Vermont Fish & Wildlife Biologist Alyssa Bennett, who specializes in bats, said they are very concerned about the potential loss of bats, already endangered in the state. She said her team is making plans now to go out the site and investigate.
“We had been monitoring this site closely since 2006. Every year since 2011 we had volunteers to count bats as they exited the bat house.”
This past June, Bennett said volunteers counted a total of 181 brown bats living in the bridge, which she referred to as their primary location.
All 181 bats were endangered female brown bats and their pups, she said.
“It’s what we call a maternity colony. The females get together and raise their pups together. Each only has one pup per summer, (so if they were to all die) it’s a pretty big impact to their population,” she said. “They were already a species in trouble.”
Bennett does not know if there are any survivors. She said it’s difficult to tell right now, but they will know more in the coming days.
“What I can say is that fire happened during the day and bats are sleeping during the day. Just like a house fire that happens at night.”
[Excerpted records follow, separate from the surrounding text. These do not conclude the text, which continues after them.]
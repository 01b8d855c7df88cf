// ABOUTME: App listing and detail API handlers over the discovered app set.
// ABOUTME: Exposes manifest metadata and the agent graph, never filesystem paths.

use axum::extract::{Path, State};
use axum::http::StatusCode;
use axum::response::IntoResponse;
use axum::Json;
use serde::Serialize;

use agentdock_core::AgentApp;

use crate::app_state::SharedState;

/// Summary of an app for the list endpoint.
#[derive(Debug, Serialize)]
pub struct AppSummary {
    pub name: String,
    pub description: String,
    pub root_agent: String,
    pub agent_count: usize,
}

impl AppSummary {
    pub fn from_app(app: &AgentApp) -> Self {
        Self {
            name: app.name().to_string(),
            description: app.manifest.app.description.clone(),
            root_agent: app.graph.root_agent.clone(),
            agent_count: app.graph.agents.len(),
        }
    }
}

/// One agent in the detail view.
#[derive(Debug, Serialize)]
pub struct AgentView {
    pub name: String,
    pub model: Option<String>,
    pub description: String,
    pub tools: Vec<String>,
    pub agent_tools: Vec<String>,
    pub sub_agents: Vec<String>,
}

/// Full detail of an app.
#[derive(Debug, Serialize)]
pub struct AppDetail {
    pub name: String,
    pub description: String,
    pub provider: Option<String>,
    pub default_model: Option<String>,
    pub required_env: Vec<String>,
    pub root_agent: String,
    pub agents: Vec<AgentView>,
}

/// GET /api/apps - List all discovered apps.
pub async fn list_apps(State(state): State<SharedState>) -> Json<Vec<AppSummary>> {
    let mut summaries: Vec<AppSummary> = state
        .apps
        .values()
        .map(|app| AppSummary::from_app(app))
        .collect();
    summaries.sort_by(|a, b| a.name.cmp(&b.name));
    Json(summaries)
}

/// GET /api/apps/{app} - App detail including the agent graph.
pub async fn get_app(
    State(state): State<SharedState>,
    Path(app_name): Path<String>,
) -> impl IntoResponse {
    let Some(app) = state.app(&app_name) else {
        return (
            StatusCode::NOT_FOUND,
            Json(serde_json::json!({ "error": "app not found" })),
        )
            .into_response();
    };

    let agents = app
        .graph
        .agents
        .iter()
        .map(|a| AgentView {
            name: a.name.clone(),
            model: a.model.clone(),
            description: a.description.clone(),
            tools: a.tools.clone(),
            agent_tools: a.agent_tools.clone(),
            sub_agents: a.sub_agents.clone(),
        })
        .collect();

    Json(AppDetail {
        name: app.name().to_string(),
        description: app.manifest.app.description.clone(),
        provider: app.manifest.provider.name.clone(),
        default_model: app.manifest.provider.model.clone(),
        required_env: app.manifest.required_env.clone(),
        root_agent: app.graph.root_agent.clone(),
        agents,
    })
    .into_response()
}

#[cfg(test)]
mod tests {
    use crate::app_state::test_support::test_state;
    use crate::routes::create_router;
    use axum::body::Body;
    use http::Request;
    use tempfile::TempDir;
    use tower::ServiceExt;

    async fn json_body(resp: axum::response::Response) -> serde_json::Value {
        let body = axum::body::to_bytes(resp.into_body(), usize::MAX)
            .await
            .unwrap();
        serde_json::from_slice(&body).unwrap()
    }

    #[tokio::test]
    async fn list_apps_returns_discovered_apps() {
        let dir = TempDir::new().unwrap();
        let app = create_router(test_state(dir.path().to_path_buf()));

        let resp = app
            .oneshot(Request::get("/api/apps").body(Body::empty()).unwrap())
            .await
            .unwrap();

        assert_eq!(resp.status(), 200);
        let json = json_body(resp).await;
        let apps = json.as_array().unwrap();
        assert_eq!(apps.len(), 1);
        assert_eq!(apps[0]["name"], "demo");
        assert_eq!(apps[0]["root_agent"], "helper");
        assert_eq!(apps[0]["agent_count"], 1);
    }

    #[tokio::test]
    async fn get_app_returns_agent_graph() {
        let dir = TempDir::new().unwrap();
        let app = create_router(test_state(dir.path().to_path_buf()));

        let resp = app
            .oneshot(Request::get("/api/apps/demo").body(Body::empty()).unwrap())
            .await
            .unwrap();

        assert_eq!(resp.status(), 200);
        let json = json_body(resp).await;
        assert_eq!(json["name"], "demo");
        assert_eq!(json["agents"][0]["name"], "helper");
    }

    #[tokio::test]
    async fn get_unknown_app_is_404() {
        let dir = TempDir::new().unwrap();
        let app = create_router(test_state(dir.path().to_path_buf()));

        let resp = app
            .oneshot(Request::get("/api/apps/ghost").body(Body::empty()).unwrap())
            .await
            .unwrap();

        assert_eq!(resp.status(), 404);
    }
}
// ABOUTME: Directory-convention discovery of agent apps: scan sub-directories for the two-file pair.
// ABOUTME: Invalid or incomplete directories are skipped with a log line, never a fatal error.

use std::fs;
use std::path::{Path, PathBuf};

use thiserror::Error;

use crate::agent::{AgentGraph, GraphError};
use crate::manifest::{AppManifest, ManifestError};
use crate::{AGENTS_FILE, MANIFEST_FILE};

/// Errors produced while loading a single app directory.
#[derive(Debug, Error)]
pub enum DiscoveryError {
    #[error("io error: {0}")]
    Io(#[from] std::io::Error),

    #[error("{0} not found in {1:?}")]
    MissingFile(&'static str, PathBuf),

    #[error("manifest error in {path:?}: {source}")]
    Manifest {
        path: PathBuf,
        source: ManifestError,
    },

    #[error("agent graph error in {path:?}: {source}")]
    Graph { path: PathBuf, source: GraphError },
}

/// A discovered, fully parsed agent application.
#[derive(Debug, Clone)]
pub struct AgentApp {
    pub manifest: AppManifest,
    pub graph: AgentGraph,
    pub dir: PathBuf,
}

impl AgentApp {
    /// The app's name from its manifest.
    pub fn name(&self) -> &str {
        &self.manifest.app.name
    }
}

/// Load a single app directory containing agentdock.toml and agents.yaml.
pub fn load_app(dir: &Path) -> Result<AgentApp, DiscoveryError> {
    let manifest_path = dir.join(MANIFEST_FILE);
    if !manifest_path.is_file() {
        return Err(DiscoveryError::MissingFile(MANIFEST_FILE, dir.to_path_buf()));
    }
    let agents_path = dir.join(AGENTS_FILE);
    if !agents_path.is_file() {
        return Err(DiscoveryError::MissingFile(AGENTS_FILE, dir.to_path_buf()));
    }

    let manifest_text = fs::read_to_string(&manifest_path)?;
    let manifest = AppManifest::parse_toml(&manifest_text).map_err(|source| {
        DiscoveryError::Manifest {
            path: manifest_path,
            source,
        }
    })?;

    let graph_text = fs::read_to_string(&agents_path)?;
    let graph = AgentGraph::parse_yaml(&graph_text).map_err(|source| DiscoveryError::Graph {
        path: agents_path,
        source,
    })?;

    Ok(AgentApp {
        manifest,
        graph,
        dir: dir.to_path_buf(),
    })
}

/// Scan the immediate sub-directories of `root` for agent apps.
///
/// A sub-directory is an app candidate when it contains both convention
/// files. Candidates that fail to parse or validate are logged and skipped;
/// hidden directories are ignored. The result is sorted by app name so
/// discovery order is stable across platforms.
pub fn discover_apps(root: &Path) -> Result<Vec<AgentApp>, std::io::Error> {
    let mut apps = Vec::new();

    for entry in fs::read_dir(root)? {
        let entry = entry?;
        let path = entry.path();
        if !path.is_dir() {
            continue;
        }
        let dir_name = entry.file_name();
        if dir_name.to_string_lossy().starts_with('.') {
            continue;
        }
        if !path.join(MANIFEST_FILE).is_file() || !path.join(AGENTS_FILE).is_file() {
            tracing::debug!(dir = %path.display(), "skipping directory without app files");
            continue;
        }

        match load_app(&path) {
            Ok(app) => {
                tracing::info!(app = app.name(), dir = %path.display(), "discovered app");
                apps.push(app);
            }
            Err(e) => {
                tracing::warn!(dir = %path.display(), error = %e, "skipping invalid app");
            }
        }
    }

    apps.sort_by(|a, b| a.name().cmp(b.name()));
    Ok(apps)
}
She said officials are concerned because, “it’s a loss of their roots,” for the bats. They come back to a specific location for decades and decades.”
“I was very sad. I’ve been watching this colony very closely for a long time. This is a location with the longest known survivors of white nose syndrome in the U.S.”
The fire that engulfed Station Covered Bridge is still under investigation.
It is unclear as of Monday morning, how the fire that destroyed the 151-year-old bridge started. Detective Sgt. David Sutton did not immediately return a call for comment.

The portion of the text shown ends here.